Девушка, рисковавшая в глухую ночь ходить в одиночку по трущобам Ржевки, должна быть не из робкого десятка. Она прижалась к стене, сняла туфельку с ноги и, угрожая солидным каблуком с металлической набойкой, сказала Авениру сквозь набегающие слезы:
— Я ходила на курсы самообороны! Я буду кричать!
— Нет! Только не это! — умоляюще зашептал Авенир и поскорее кинулся прочь, вверх по улице. Ему совсем не улыбалось загреметь в таком виде в милицию.
Капризуля-удача, видя его потуги, смилостивилась. За следующим поворотом он увидал вдали знакомые силуэты, улепетывавшие во все лопатки в глубь спящих жилых кварталов по направлению к Ржевскому рынку. Авенир, уже не таясь, помчался за ними. Давненько он так не бегал! Какое-То время разрыв между ним и беглецами сохранялся, потом начал неумолимо сокращаться. Несмотря на кажущуюся неуклюжесть Авенир Можаев был явно легче на ногу. Еще через пару минут он уже кричал им:
— Стойте! Вернитесь! Твой папа тебя ищет! Он уже нашел тебя! Вернись! Стрелять буду!
Гулкое эхо было ему ответом.
Угроза только добавила прыти неразумному чаду крутого папаши. На последнем издыхании трое беглецов чуть оторвались от неожиданного преследователя и скрылись за углом дома. Торжествующий Авенир, не ожидая дурного, сунулся следом — и тут же получил сильный удар по голове чем-то тяжелым и шершавым, отчего кулем свалился на землю.

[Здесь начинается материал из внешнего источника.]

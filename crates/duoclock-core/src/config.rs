//! 時計の設定
//!
//! `ClockConfig` は TOML から読み込める純粋な設定型で、engine の生成時と
//! リセット方針・通知閾値の参照にのみ使う。対局中に変わる値（残り時間など）は
//! `ClockState` 側で管理する。

use std::path::{Path, PathBuf};
use std::time::Duration;

use serde::Deserialize;
use thiserror::Error;

use crate::types::{Player, TimeControlMode};

/// 設定値の既定値と検証範囲
pub mod constants {
    pub const DEFAULT_MAIN_TIME_SECS: u64 = 5 * 60;
    pub const DEFAULT_ADDITIONAL_TIME_SECS: u64 = 30;
    pub const DEFAULT_BYOYOMI_PERIODS: u32 = 3;
    pub const DEFAULT_TICK_INTERVAL_MS: u64 = 100;
    pub const DEFAULT_ALERT_THRESHOLDS_SECS: [u64; 3] = [30, 10, 5];

    pub const MIN_TICK_INTERVAL_MS: u64 = 10;
    pub const MAX_TICK_INTERVAL_MS: u64 = 1000;
}

/// 対局者ごとの持ち時間設定
#[derive(Debug, Clone, Copy, PartialEq, Eq, Deserialize)]
#[serde(default)]
pub struct PlayerSettings {
    pub main_time_secs: u64,
    /// フィッシャーの加算秒、または秒読み 1 期間の秒数
    pub additional_time_secs: u64,
    pub byoyomi_periods: u32,
}

impl Default for PlayerSettings {
    fn default() -> Self {
        Self {
            main_time_secs: constants::DEFAULT_MAIN_TIME_SECS,
            additional_time_secs: constants::DEFAULT_ADDITIONAL_TIME_SECS,
            byoyomi_periods: constants::DEFAULT_BYOYOMI_PERIODS,
        }
    }
}

impl PlayerSettings {
    pub fn main_time(&self) -> Duration {
        Duration::from_secs(self.main_time_secs)
    }

    pub fn additional_time(&self) -> Duration {
        Duration::from_secs(self.additional_time_secs)
    }
}

/// リセット時の手番の扱い
#[derive(Debug, Clone, Copy, PartialEq, Eq, Default, Deserialize)]
#[serde(rename_all = "kebab-case")]
pub enum ResetPolicy {
    /// 直前の手番を維持する
    #[default]
    KeepActive,
    /// 手番を未選択に戻す（次の start で 1 が手番になる）
    Clear,
}

/// 対局中に手番を直接指定したときの扱い
#[derive(Debug, Clone, Copy, PartialEq, Eq, Default, Deserialize)]
#[serde(rename_all = "kebab-case")]
pub enum SelectPolicy {
    /// 時計を止め、明示的な start を待つ
    #[default]
    RequireStart,
    /// 新しい手番の時計をそのまま動かし続ける（加算・秒読みの補充はしない）
    ResumeImmediately,
}

/// 時計全体の設定
#[derive(Debug, Clone, PartialEq, Eq, Deserialize)]
#[serde(default)]
pub struct ClockConfig {
    pub mode: TimeControlMode,
    pub player1: PlayerSettings,
    pub player2: PlayerSettings,
    /// 起動直後の手番
    pub first_player: Player,
    /// 外部スケジューラが advance を呼ぶ周期
    pub tick_interval_ms: u64,
    /// 残り時間がこの秒数を跨いだときに `ThresholdCrossed` を通知する
    pub alert_thresholds_secs: Vec<u64>,
    pub reset_policy: ResetPolicy,
    pub select_policy: SelectPolicy,
}

impl Default for ClockConfig {
    fn default() -> Self {
        Self {
            mode: TimeControlMode::default(),
            player1: PlayerSettings::default(),
            player2: PlayerSettings::default(),
            first_player: Player::One,
            tick_interval_ms: constants::DEFAULT_TICK_INTERVAL_MS,
            alert_thresholds_secs: constants::DEFAULT_ALERT_THRESHOLDS_SECS.to_vec(),
            reset_policy: ResetPolicy::default(),
            select_policy: SelectPolicy::default(),
        }
    }
}

/// 設定の読み込み・検証エラー
#[derive(Debug, Error)]
pub enum ConfigError {
    #[error("tick interval must be between {min} and {max} ms, got {value}")]
    TickInterval { value: u64, min: u64, max: u64 },
    #[error("alert thresholds must be positive")]
    ZeroThreshold,
    #[error("failed to read config file {path}")]
    Io {
        path: PathBuf,
        #[source]
        source: std::io::Error,
    },
    #[error("invalid config: {0}")]
    Parse(#[from] toml::de::Error),
}

impl ClockConfig {
    /// 両者に同じ持ち時間を設定した構成を返す
    pub fn symmetric(mode: TimeControlMode, settings: PlayerSettings) -> Self {
        Self {
            mode,
            player1: settings,
            player2: settings,
            ..Self::default()
        }
    }

    pub fn player(&self, player: Player) -> &PlayerSettings {
        match player {
            Player::One => &self.player1,
            Player::Two => &self.player2,
        }
    }

    pub fn player_mut(&mut self, player: Player) -> &mut PlayerSettings {
        match player {
            Player::One => &mut self.player1,
            Player::Two => &mut self.player2,
        }
    }

    pub fn tick_interval(&self) -> Duration {
        Duration::from_millis(self.tick_interval_ms)
    }

    /// 通知閾値（降順・重複なし）
    pub fn alert_thresholds(&self) -> Vec<Duration> {
        let mut secs = self.alert_thresholds_secs.clone();
        secs.sort_unstable_by(|a, b| b.cmp(a));
        secs.dedup();
        secs.into_iter().map(Duration::from_secs).collect()
    }

    pub fn validate(&self) -> Result<(), ConfigError> {
        if !(constants::MIN_TICK_INTERVAL_MS..=constants::MAX_TICK_INTERVAL_MS)
            .contains(&self.tick_interval_ms)
        {
            return Err(ConfigError::TickInterval {
                value: self.tick_interval_ms,
                min: constants::MIN_TICK_INTERVAL_MS,
                max: constants::MAX_TICK_INTERVAL_MS,
            });
        }
        if self.alert_thresholds_secs.contains(&0) {
            return Err(ConfigError::ZeroThreshold);
        }
        Ok(())
    }

    /// TOML 文字列から読み込み、検証する
    pub fn from_toml_str(s: &str) -> Result<Self, ConfigError> {
        let config: ClockConfig = toml::from_str(s)?;
        config.validate()?;
        Ok(config)
    }

    /// TOML ファイルから読み込み、検証する
    pub fn load(path: &Path) -> Result<Self, ConfigError> {
        let text = std::fs::read_to_string(path).map_err(|source| ConfigError::Io {
            path: path.to_path_buf(),
            source,
        })?;
        Self::from_toml_str(&text)
    }
}

#[cfg(test)]
mod tests {
    use super::*;

    #[test]
    fn test_default_config_is_valid() {
        let config = ClockConfig::default();
        assert!(config.validate().is_ok());
        assert_eq!(config.mode, TimeControlMode::Byoyomi);
        assert_eq!(config.player1.main_time(), Duration::from_secs(300));
        assert_eq!(config.tick_interval(), Duration::from_millis(100));
    }

    #[test]
    fn test_partial_toml_falls_back_to_defaults() {
        let config = ClockConfig::from_toml_str(
            r#"
mode = "fischer"
reset_policy = "clear"

[player2]
main_time_secs = 600
"#,
        )
        .unwrap();
        assert_eq!(config.mode, TimeControlMode::Fischer);
        assert_eq!(config.reset_policy, ResetPolicy::Clear);
        assert_eq!(config.player1, PlayerSettings::default());
        assert_eq!(config.player2.main_time_secs, 600);
        assert_eq!(config.player2.byoyomi_periods, constants::DEFAULT_BYOYOMI_PERIODS);
    }

    #[test]
    fn test_first_player_and_select_policy_from_toml() {
        let config = ClockConfig::from_toml_str(
            r#"
first_player = "2"
select_policy = "resume-immediately"
"#,
        )
        .unwrap();
        assert_eq!(config.first_player, Player::Two);
        assert_eq!(config.select_policy, SelectPolicy::ResumeImmediately);
    }

    #[test]
    fn test_tick_interval_out_of_range_is_rejected() {
        let err = ClockConfig::from_toml_str("tick_interval_ms = 5000").unwrap_err();
        assert!(matches!(err, ConfigError::TickInterval { value: 5000, .. }));
    }

    #[test]
    fn test_zero_threshold_is_rejected() {
        let err = ClockConfig::from_toml_str("alert_thresholds_secs = [10, 0]").unwrap_err();
        assert!(matches!(err, ConfigError::ZeroThreshold));
    }

    #[test]
    fn test_malformed_toml_is_parse_error() {
        let err = ClockConfig::from_toml_str("mode = ").unwrap_err();
        assert!(matches!(err, ConfigError::Parse(_)));
    }

    #[test]
    fn test_alert_thresholds_sorted_descending() {
        let config = ClockConfig {
            alert_thresholds_secs: vec![5, 30, 10, 5],
            ..ClockConfig::default()
        };
        assert_eq!(
            config.alert_thresholds(),
            vec![Duration::from_secs(30), Duration::from_secs(10), Duration::from_secs(5)]
        );
    }

    #[test]
    fn test_load_missing_file_reports_path() {
        let err = ClockConfig::load(Path::new("/nonexistent/duoclock.toml")).unwrap_err();
        match err {
            ConfigError::Io { path, .. } => {
                assert_eq!(path, PathBuf::from("/nonexistent/duoclock.toml"))
            }
            other => panic!("unexpected error: {other:?}"),
        }
    }
}
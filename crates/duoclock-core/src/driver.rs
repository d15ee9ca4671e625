//! tokio 上で engine を単一 owner として駆動する actor
//!
//! engine の不変条件は並行な変更に対して安全ではないため、制御操作と
//! advance はすべて 1 つの task に直列化する。
//!
//! - 制御操作: `ClockHandle` から mpsc で送り、oneshot でスナップショットを返す
//! - tick: 走行開始（および手番交代）の時点で `Interval` を生成し、停止したら破棄する。
//!   interval は task のローカル変数なので、停止要求の後に古い tick が
//!   適用されることはない。加えて tick には `TickToken` を添えて世代を照合する。
//! - 出力: 最新スナップショットを `watch`、イベントを `broadcast` で配信する

use std::time::Duration;

use log::{debug, trace};
use thiserror::Error;
use tokio::sync::{broadcast, mpsc, oneshot, watch};
use tokio::task::JoinHandle;
use tokio::time::{interval_at, Instant, Interval, MissedTickBehavior};

use crate::command::ClockCommand;
use crate::engine::{ClockEngine, TickToken};
use crate::event::ClockEvent;
use crate::state::ClockState;
use crate::time_source::TimeSource;
use crate::types::{Player, TimeControlMode};

const COMMAND_QUEUE_CAPACITY: usize = 32;
const EVENT_QUEUE_CAPACITY: usize = 64;

#[derive(Debug, Error)]
pub enum DriverError {
    #[error("clock driver has stopped")]
    Closed,
}

enum Request {
    Command(ClockCommand, oneshot::Sender<ClockState>),
    Shutdown,
}

/// driver task への操作窓口。clone して複数箇所から使える。
#[derive(Clone)]
pub struct ClockHandle {
    requests: mpsc::Sender<Request>,
    snapshots: watch::Receiver<ClockState>,
    events: broadcast::Sender<ClockEvent>,
}

impl ClockHandle {
    /// 操作を送り、適用後のスナップショットを受け取る
    pub async fn send(&self, command: ClockCommand) -> Result<ClockState, DriverError> {
        let (reply_tx, reply_rx) = oneshot::channel();
        self.requests
            .send(Request::Command(command, reply_tx))
            .await
            .map_err(|_| DriverError::Closed)?;
        reply_rx.await.map_err(|_| DriverError::Closed)
    }

    pub async fn start(&self) -> Result<ClockState, DriverError> {
        self.send(ClockCommand::Start).await
    }

    pub async fn pause(&self) -> Result<ClockState, DriverError> {
        self.send(ClockCommand::Pause).await
    }

    pub async fn switch(&self) -> Result<ClockState, DriverError> {
        self.send(ClockCommand::Switch).await
    }

    pub async fn select(&self, player: Player) -> Result<ClockState, DriverError> {
        self.send(ClockCommand::Select { player }).await
    }

    pub async fn set_mode(&self, mode: TimeControlMode) -> Result<ClockState, DriverError> {
        self.send(ClockCommand::SetMode { mode }).await
    }

    pub async fn reset(&self) -> Result<ClockState, DriverError> {
        self.send(ClockCommand::Reset).await
    }

    pub async fn snapshot(&self) -> Result<ClockState, DriverError> {
        self.send(ClockCommand::Snapshot).await
    }

    /// 最後に配信されたスナップショット（task への往復なし）
    pub fn latest(&self) -> ClockState {
        *self.snapshots.borrow()
    }

    pub fn subscribe(&self) -> watch::Receiver<ClockState> {
        self.snapshots.clone()
    }

    pub fn events(&self) -> broadcast::Receiver<ClockEvent> {
        self.events.subscribe()
    }

    /// task を止める。既に止まっていてもエラーにはしない。
    pub async fn shutdown(&self) {
        let _ = self.requests.send(Request::Shutdown).await;
    }
}

/// engine を所有する task を起動する。tokio ランタイム内で呼ぶこと。
///
/// 戻り値の `JoinHandle` は task 終了時の最終スナップショットを返す。
pub fn spawn<S>(mut engine: ClockEngine<S>) -> (ClockHandle, JoinHandle<ClockState>)
where
    S: TimeSource + 'static,
{
    let (request_tx, request_rx) = mpsc::channel(COMMAND_QUEUE_CAPACITY);
    let (snapshot_tx, snapshot_rx) = watch::channel(engine.state());
    let (event_tx, _) = broadcast::channel(EVENT_QUEUE_CAPACITY);

    let sink = event_tx.clone();
    engine.set_event_callback(Box::new(move |event: &ClockEvent| {
        // 受信者がいなくても engine 側は止めない
        let _ = sink.send(*event);
    }));

    let task = tokio::spawn(run(engine, request_rx, snapshot_tx));
    let handle = ClockHandle {
        requests: request_tx,
        snapshots: snapshot_rx,
        events: event_tx,
    };
    (handle, task)
}

async fn run<S: TimeSource>(
    mut engine: ClockEngine<S>,
    mut requests: mpsc::Receiver<Request>,
    snapshots: watch::Sender<ClockState>,
) -> ClockState {
    let period = engine.tick_interval();
    let mut ticker: Option<(TickToken, Interval)> = None;

    loop {
        tokio::select! {
            request = requests.recv() => {
                match request {
                    Some(Request::Command(command, reply)) => {
                        let state = engine.apply(command);
                        snapshots.send_replace(state);
                        let _ = reply.send(state);
                    }
                    Some(Request::Shutdown) | None => break,
                }
            }
            token = next_tick(&mut ticker) => {
                let state = engine.advance_with(token);
                snapshots.send_replace(state);
            }
        }
        sync_ticker(&engine, &mut ticker, period);
    }

    let state = engine.pause();
    snapshots.send_replace(state);
    debug!("clock driver stopped");
    state
}

/// engine の走行状態に合わせて interval を確保・破棄する
fn sync_ticker<S: TimeSource>(
    engine: &ClockEngine<S>,
    ticker: &mut Option<(TickToken, Interval)>,
    period: Duration,
) {
    match (engine.tick_token(), ticker.as_ref()) {
        (Some(token), Some((held, _))) if *held == token => {}
        (Some(token), _) => {
            let mut interval = interval_at(Instant::now() + period, period);
            interval.set_missed_tick_behavior(MissedTickBehavior::Skip);
            trace!("ticker armed for epoch {}", token.epoch());
            *ticker = Some((token, interval));
        }
        (None, Some(_)) => {
            trace!("ticker released");
            *ticker = None;
        }
        (None, None) => {}
    }
}

async fn next_tick(ticker: &mut Option<(TickToken, Interval)>) -> TickToken {
    match ticker {
        Some((token, interval)) => {
            interval.tick().await;
            *token
        }
        None => std::future::pending().await,
    }
}

#[cfg(test)]
mod tests {
    use super::*;
    use crate::config::{ClockConfig, PlayerSettings};
    use crate::time_source::TokioSource;

    fn spawn_with(
        mode: TimeControlMode,
        main: u64,
        additional: u64,
        periods: u32,
    ) -> (ClockHandle, JoinHandle<ClockState>) {
        let config = ClockConfig::symmetric(
            mode,
            PlayerSettings {
                main_time_secs: main,
                additional_time_secs: additional,
                byoyomi_periods: periods,
            },
        );
        spawn(ClockEngine::with_source(&config, TokioSource))
    }

    #[tokio::test(start_paused = true)]
    async fn test_ticks_flow_while_running() {
        let (handle, _task) = spawn_with(TimeControlMode::Absolute, 60, 0, 0);
        handle.start().await.unwrap();
        tokio::time::sleep(Duration::from_millis(1_050)).await;
        let state = handle.snapshot().await.unwrap();
        // 最後の tick（1000ms）までが精算され、snapshot 自体は時間を進めない
        let remaining = state.player(Player::One).current_time;
        assert_eq!(remaining, Duration::from_millis(59_000));
    }

    #[tokio::test(start_paused = true)]
    async fn test_no_ticks_after_pause() {
        let (handle, _task) = spawn_with(TimeControlMode::Absolute, 60, 0, 0);
        handle.start().await.unwrap();
        tokio::time::sleep(Duration::from_millis(500)).await;
        let paused = handle.pause().await.unwrap();
        tokio::time::sleep(Duration::from_secs(10)).await;
        assert_eq!(handle.snapshot().await.unwrap(), paused);
        assert_eq!(handle.latest(), paused);
    }

    #[tokio::test(start_paused = true)]
    async fn test_flag_fall_stops_ticking_and_is_published() {
        let (handle, _task) = spawn_with(TimeControlMode::Absolute, 5, 0, 0);
        let mut snapshots = handle.subscribe();
        handle.start().await.unwrap();
        tokio::time::sleep(Duration::from_millis(5_200)).await;

        snapshots.changed().await.unwrap();
        let state = *snapshots.borrow_and_update();
        assert!(state.is_flag_fallen);
        assert!(!state.is_game_running);
        assert!(state.player(Player::One).current_time.is_zero());
    }

    #[tokio::test(start_paused = true)]
    async fn test_events_are_broadcast() {
        let (handle, _task) = spawn_with(TimeControlMode::Absolute, 12, 0, 0);
        let mut events = handle.events();
        handle.start().await.unwrap();
        tokio::time::sleep(Duration::from_secs(13)).await;

        let mut received = Vec::new();
        while let Ok(event) = events.try_recv() {
            received.push(event);
        }
        assert_eq!(received.first(), Some(&ClockEvent::Started { player: Player::One }));
        assert!(received.contains(&ClockEvent::ThresholdCrossed {
            player: Player::One,
            threshold: Duration::from_secs(10),
        }));
        assert_eq!(received.last(), Some(&ClockEvent::FlagFallen { player: Player::One }));
    }

    #[tokio::test(start_paused = true)]
    async fn test_switch_rearms_ticker_for_the_new_player_only() {
        let (handle, _task) = spawn_with(TimeControlMode::Absolute, 60, 2, 0);
        let state = handle.set_mode(TimeControlMode::Fischer).await.unwrap();
        assert_eq!(state.mode, TimeControlMode::Fischer);
        handle.select(Player::Two).await.unwrap();
        handle.start().await.unwrap();
        tokio::time::sleep(Duration::from_millis(1_000)).await;

        let state = handle.switch().await.unwrap();
        assert_eq!(state.active_player, Some(Player::One));
        assert_eq!(state.player(Player::Two).current_time, Duration::from_secs(61));

        tokio::time::sleep(Duration::from_millis(550)).await;
        let state = handle.snapshot().await.unwrap();
        assert_eq!(state.player(Player::One).current_time, Duration::from_millis(59_500));
        assert_eq!(state.player(Player::Two).current_time, Duration::from_secs(61));

        let state = handle.reset().await.unwrap();
        assert!(!state.is_game_running);
        for p in Player::ALL {
            assert_eq!(state.player(p).current_time, Duration::from_secs(60));
        }
        tokio::time::sleep(Duration::from_secs(1)).await;
        assert_eq!(handle.latest(), state);
    }

    #[tokio::test(start_paused = true)]
    async fn test_shutdown_returns_settled_state() {
        let (handle, task) = spawn_with(TimeControlMode::Absolute, 60, 0, 0);
        handle.start().await.unwrap();
        tokio::time::sleep(Duration::from_millis(250)).await;
        handle.shutdown().await;
        let final_state = task.await.unwrap();
        assert!(!final_state.is_game_running);
        assert_eq!(
            final_state.player(Player::One).current_time,
            Duration::from_millis(59_750)
        );
        assert!(matches!(handle.snapshot().await, Err(DriverError::Closed)));
    }
}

Через несколько секунд туман в глазах рассеялся, Авенир встал, покачиваясь, но беглецов и след простыл. На земле валялась вырванная из забора грязная доска, которой его огрели. Глядя на торчавшие из нее огромные ржавые гвозди, Авенир ощупал растущую шишку и подумал, что все еще не так плохо, как могло быть. Он был по натуре оптимистом, как большинство россиян.
Однако продолжать погоню он уже не мог. Беглецы скрылись в глубине квартала новостроек и, вполне возможно, добрались-таки до своего неизвестного убежища. Обнаружилась также пропажа шпионского бинокля ночного видения. Еще раз убедился Авенир в правоте народных примет. Пустое ведро — к неудаче.
Он еще поплутал наобум по пустынным кварталам между проспектами Ударников и Энтузиастов, пока ранний собачник — здоровенный бугай с ротвейлером себе под стать — не пригрозил ему расправой возле заночевавших автомобилей, обругав почему-то арапом. Не решаясь более испытывать судьбу, пресыщенный ее дарами Авенир Можаев побрел домой, так и не придя окончательно к решению — справился он в эту ночь с ролью сыщика или нет и, главное, следует ли ему продолжать осваивать эту далеко не столь романтичную и увлекательную профессию.
На подходе к пустырю Евразии его нагнала стайка молоденьких вьеток, почти девчонок. Они молча шли по пустынной Водопроводной улице, точно по джунглям и своей далекой родины, которую, наверное, никогда и не видели, быстро, не глядя вокруг, опустив усталые серые лица. Некоторые зевали. Видать, не терпелось им добраться до своего муравейника, рухнуть на циновки и забыться. Одна из них, самая маленькая, отбросив узкой детской ладошкой волосы с лица, глянула на грязного, избитого Авенира с сочувствием и жалостью, больно уязвившей его ранимое, мнительное, самолюбивое сердце.